Pfizer has already given a five-year commitment to complete AstraZeneca’s new research center in Cambridge, retain a factory in the northwestern English town of Macclesfield and put a fifth of its research staff in Britain if the deal goes ahead.
But the U.S. firm has also said it could adjust its promises if circumstances change “significantly”, prompting demands for more water-tight pledges.
Osborne’s comments follow a call by Deputy Minister Nick Clegg on Friday for binding commitments from Pfizer.
“Pfizer have given assurances about the jobs they’d create in Britain and the science they’d do in Britain.

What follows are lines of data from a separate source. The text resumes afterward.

//! Data sources and the prioritized resolver over them
//!
//! Each origin (bundled CSV snapshots, the remote predictor, the local
//! cache) implements [`DataSource`]. The [`DataSourceResolver`] walks an
//! ordered chain per identity kind and returns the first non-empty snapshot.

pub mod bundled;
pub mod cache;
pub mod remote;
pub mod resolver;

use crate::errors::Result;
use crate::types::{Identity, Snapshot};
use async_trait::async_trait;

pub use bundled::BundledFileSource;
pub use cache::{CacheSource, LocalCache, CACHE_FILE_PREFIX};
pub use remote::RemoteSource;
pub use resolver::DataSourceResolver;

/// One origin of student rows
#[async_trait]
pub trait DataSource: Send + Sync {
    /// Short label used in logs
    fn name(&self) -> &'static str;

    /// `Ok(None)` or an empty snapshot means "nothing here, try the next source"
    async fn load(&self, identity: &Identity) -> Result<Option<Snapshot>>;
}

/// Map an identity onto a file name component
///
/// ASCII letters, digits and `-` pass through. Every other byte, `_`
/// included, becomes `_` plus two hex digits, so distinct identities never
/// share a file. The empty identity maps to a bare `_`.
pub fn file_safe(identity: &str) -> String {
    if identity.is_empty() {
        return "_".to_string();
    }
    let mut encoded = String::with_capacity(identity.len());
    for byte in identity.bytes() {
        if byte.is_ascii_alphanumeric() || byte == b'-' {
            encoded.push(char::from(byte));
        } else {
            encoded.push_str(&format!("_{:02X}", byte));
        }
    }
    encoded
}
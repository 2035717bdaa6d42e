//! Tier counts overall and per class

use crate::scoring::classifier::RiskTier;
use crate::scoring::predictor::DEFAULT_CLASS;
use crate::types::PredictionResult;
use serde::Serialize;
use std::collections::BTreeMap;

#[derive(Debug, Clone, Copy, Default, PartialEq, Eq, Serialize)]
pub struct TierCounts {
    pub high: usize,
    pub medium: usize,
    pub low: usize,
}

impl TierCounts {
    fn add(&mut self, tier: RiskTier) {
        match tier {
            RiskTier::High => self.high += 1,
            RiskTier::Medium => self.medium += 1,
            RiskTier::Low => self.low += 1,
        }
    }

    pub fn total(&self) -> usize {
        self.high + self.medium + self.low
    }
}

#[derive(Debug, Clone, PartialEq, Eq, Serialize)]
pub struct ClassBreakdown {
    pub class_name: String,
    pub counts: TierCounts,
}

/// Aggregate risk view over a set of predictions
#[derive(Debug, Clone, Default, PartialEq, Eq, Serialize)]
pub struct RiskSummary {
    pub totals: TierCounts,
    /// Ordered by High count descending, then class name
    pub by_class: Vec<ClassBreakdown>,
}

impl RiskSummary {
    pub fn from_predictions(predictions: &[PredictionResult]) -> Self {
        let mut totals = TierCounts::default();
        let mut classes: BTreeMap<String, TierCounts> = BTreeMap::new();

        for prediction in predictions {
            totals.add(prediction.risk_tier);
            let class_name = match prediction.class_name.trim() {
                "" => DEFAULT_CLASS.to_string(),
                name => name.to_string(),
            };
            classes.entry(class_name).or_default().add(prediction.risk_tier);
        }

        let mut by_class: Vec<ClassBreakdown> = classes
            .into_iter()
            .map(|(class_name, counts)| ClassBreakdown { class_name, counts })
            .collect();
        // BTreeMap order already sorts by name; a stable sort keeps it for ties
        by_class.sort_by(|a, b| b.counts.high.cmp(&a.counts.high));

        Self { totals, by_class }
    }

    pub fn total(&self) -> usize {
        self.totals.total()
    }
}
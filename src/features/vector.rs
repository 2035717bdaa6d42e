//! Typed feature vector

use serde::{Deserialize, Serialize};

/// Typed projection of a [`crate::types::StudentRecord`]
///
/// Numeric features are `None` when the source cell was absent or did not
/// contain a number. Categorical features are trimmed text, empty when absent.
#[derive(Debug, Clone, Default, PartialEq, Serialize, Deserialize)]
pub struct FeatureVector {
    pub attendance_pct: Option<f64>,
    pub grades_avg: Option<f64>,
    pub num_failed_subjects: Option<f64>,
    pub family_income_bracket: String,
    pub parent_education_level: String,
    pub parent_occupation: String,
    pub distance_to_school: Option<f64>,
    pub transport_available: Option<f64>,
    pub extracurricular_participation: Option<f64>,
    pub disciplinary_records: Option<f64>,
    pub chronic_health_issues: Option<f64>,
    pub nutrition_status: String,
    pub teacher_student_ratio: Option<f64>,
    pub parent_meeting_attendance: Option<f64>,
    pub intervention_history: String,
}

impl FeatureVector {
    /// Number of numeric features that carry a value
    pub fn numeric_present(&self) -> usize {
        [
            self.attendance_pct,
            self.grades_avg,
            self.num_failed_subjects,
            self.distance_to_school,
            self.transport_available,
            self.extracurricular_participation,
            self.disciplinary_records,
            self.chronic_health_issues,
            self.teacher_student_ratio,
            self.parent_meeting_attendance,
        ]
        .iter()
        .filter(|v| v.is_some())
        .count()
    }
}

/// `true` when the flag is present and exactly equal to `expected`
pub(crate) fn flag_is(value: Option<f64>, expected: f64) -> bool {
    value.map_or(false, |v| v == expected)
}

#[cfg(test)]
mod tests {
    use super::*;

    #[test]
    fn test_default_is_all_missing() {
        let vector = FeatureVector::default();
        assert_eq!(vector.numeric_present(), 0);
        assert!(vector.nutrition_status.is_empty());
    }

    #[test]
    fn test_flag_is() {
        assert!(flag_is(Some(1.0), 1.0));
        assert!(!flag_is(Some(0.0), 1.0));
        assert!(!flag_is(None, 0.0));
    }
}
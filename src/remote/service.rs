//! Seams between the pipeline and the remote predictor
//!
//! Production code uses [`crate::remote::HttpRemoteClient`]; tests substitute
//! in-memory implementations.

use crate::errors::Result;
use crate::types::{RawRow, StudentRecord};
use async_trait::async_trait;

/// Lightweight reachability check
#[async_trait]
pub trait HealthProbe: Send + Sync {
    /// `true` when the service answered with a success status
    async fn probe(&self) -> bool;
}

/// How a save treats data already stored remotely
#[derive(Debug, Clone, Copy, PartialEq, Eq)]
pub enum SaveMode {
    Replace,
}

impl SaveMode {
    pub fn as_str(&self) -> &'static str {
        match self {
            SaveMode::Replace => "replace",
        }
    }
}

/// Remote predictor operations
///
/// Returned rows are raw: they may carry `dropout_probability_percent` and
/// `risk_level` next to the student columns.
#[async_trait]
pub trait RemoteService: Send + Sync {
    /// Score rows through the remote model; output is index-aligned with input
    async fn predict_bulk(&self, records: &[StudentRecord]) -> Result<Vec<RawRow>>;

    /// Stored rows for one owner
    async fn fetch_owner(&self, owner: &str) -> Result<Vec<RawRow>>;

    /// Store rows for one owner
    async fn save_owner(
        &self,
        owner: &str,
        students: &[StudentRecord],
        mode: SaveMode,
    ) -> Result<Vec<RawRow>>;

    /// Stored rows for every owner, tagged with `teacher_id`
    async fn fetch_aggregate(&self) -> Result<Vec<RawRow>>;
}
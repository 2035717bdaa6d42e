//! Type definitions module
//!
//! Core data model shared by ingestion, scoring, and the data sources.

pub mod record;
pub mod snapshot;

// Re-export commonly used types
pub use record::{
    raw_row_from_json, Identity, RawRow, StudentRecord, FEATURE_COLUMNS, IDENTITY_COLUMNS,
    PROVENANCE_COLUMN,
};
pub use snapshot::{Origin, PredictionResult, Snapshot};
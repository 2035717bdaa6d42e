//! Wiring of the pipeline from configuration
//!
//! One [`AvailabilityMonitor`] is shared by the predictor, the remote data
//! source, and the persistence coordinator so they agree on reachability.

use crate::config::Config;
use crate::errors::{Result, ShieldError};
use crate::persistence::{PersistenceCoordinator, SaveOutcome};
use crate::remote::{AvailabilityMonitor, HealthProbe, HttpRemoteClient, RemoteService, SystemClock};
use crate::schema::manual_entry;
use crate::scoring::Predictor;
use crate::sources::{BundledFileSource, CacheSource, DataSourceResolver, LocalCache, RemoteSource};
use crate::types::{Identity, Origin, PredictionResult, Snapshot, StudentRecord};
use std::sync::Arc;
use tracing::{info, warn};

pub struct Pipeline {
    client: Arc<HttpRemoteClient>,
    monitor: Arc<AvailabilityMonitor>,
    predictor: Predictor,
    resolver: DataSourceResolver,
    coordinator: PersistenceCoordinator,
    cache: Arc<LocalCache>,
}

impl Pipeline {
    pub fn from_config(config: &Config) -> Result<Self> {
        let client = Arc::new(HttpRemoteClient::with_config(
            &config.remote.base_url,
            config.timeout(),
        )?);
        let probe: Arc<dyn HealthProbe> = client.clone();
        let remote: Arc<dyn RemoteService> = client.clone();

        let monitor = Arc::new(AvailabilityMonitor::with_clock(
            probe,
            Arc::new(SystemClock),
            config.availability_ttl(),
        ));
        let cache = Arc::new(LocalCache::new(config.cache_dir()));
        let known = config.known_identities();

        let resolver = DataSourceResolver::standard(
            BundledFileSource::new(config.snapshot_dir(), known.clone()),
            RemoteSource::new(remote.clone(), monitor.clone()),
            CacheSource::new(cache.clone(), known),
        );

        Ok(Self {
            predictor: Predictor::new(remote.clone(), monitor.clone()),
            coordinator: PersistenceCoordinator::new(remote, monitor.clone(), cache.clone()),
            cache,
            client,
            monitor,
            resolver,
        })
    }

    pub fn client(&self) -> &HttpRemoteClient {
        &self.client
    }

    pub fn monitor(&self) -> &AvailabilityMonitor {
        &self.monitor
    }

    pub async fn predict(&self, records: &[StudentRecord]) -> Vec<PredictionResult> {
        self.predictor.predict(records).await
    }

    pub async fn load(&self, identity: &Identity) -> Snapshot {
        self.resolver.resolve(identity).await
    }

    pub async fn save(&self, owner: &str, students: &[StudentRecord]) -> SaveOutcome {
        self.coordinator.save(owner, students).await
    }

    /// Append one hand-entered student to `owner`'s current set, re-score the
    /// whole set, and save it through both tiers.
    ///
    /// The returned snapshot's origin is the tier now holding the data; after
    /// a failed save it is the origin the set was loaded from.
    pub async fn add_student(&self, owner: &str, entry: StudentRecord) -> Result<(Snapshot, SaveOutcome)> {
        if owner.trim().is_empty() {
            return Err(ShieldError::InvalidInput("owner identity is required".to_string()));
        }

        let current = self.load(&Identity::owner(owner)).await;
        let mut students = current.students;
        let added = manual_entry(&students, entry)?;
        info!(owner, id = added.id.as_str(), "Adding student");
        students.push(added);

        let predictions = self.predict(&students).await;
        let outcome = self.save(owner, &students).await;
        let origin = match outcome {
            SaveOutcome::RemoteSucceeded => Origin::Remote,
            SaveOutcome::LocalOnly => Origin::Cache,
            SaveOutcome::Failed => current.origin,
        };
        Ok((Snapshot::scored(origin, students, predictions), outcome))
    }

    /// Delete one student from the remote store, then from `owner`'s local
    /// cache. Needs a fresh positive availability check.
    ///
    /// Returns how many cached rows were removed.
    pub async fn delete_student(&self, owner: &str, student_id: &str) -> Result<usize> {
        if !self.monitor.check(true).await {
            return Err(ShieldError::Transport(
                "remote predictor is unavailable; deletion needs the remote store".to_string(),
            ));
        }
        self.client.delete_student(owner, student_id).await?;

        let cached = match self.cache.load(owner).await {
            Ok(cached) => cached,
            Err(e) => {
                warn!(owner, "Deleted remotely but could not read local cache: {}", e);
                return Ok(0);
            }
        };
        let before = cached.len();
        let kept: Vec<StudentRecord> = cached.into_iter().filter(|s| s.id != student_id).collect();
        let removed = before - kept.len();
        if removed > 0 {
            if let Err(e) = self.cache.store(owner, &kept).await {
                warn!(owner, "Deleted remotely but could not rewrite local cache: {}", e);
                return Ok(0);
            }
        }
        info!(owner, student_id, removed, "Deleted student");
        Ok(removed)
    }
}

We have to make sure those are real promises that we can hold them to,” Osborne said.
“That’s precisely what I’m doing and the Cabinet Secretary (Jeremy Heywood) is doing in engaging with both these companies … I’m prepared, on the specifics, to get in the room and have a hard negotiation.”
RETALIATION FEARS
While most scientists, trade unions and the opposition Labour Party have lined up against the Pfizer bid, business leaders are worried that any political moves to stop it going ahead could damage British interests.
“If the British government intervenes, it will send the worst possible signal to global business and repudiate a three-decade commitment to a free and open economy,” Simon Walker, director general of the Institute of Directors, wrote in an opinion piece in the Times newspaper on Saturday.
“It would invite retaliation from other countries where British businesses have taken over major companies.”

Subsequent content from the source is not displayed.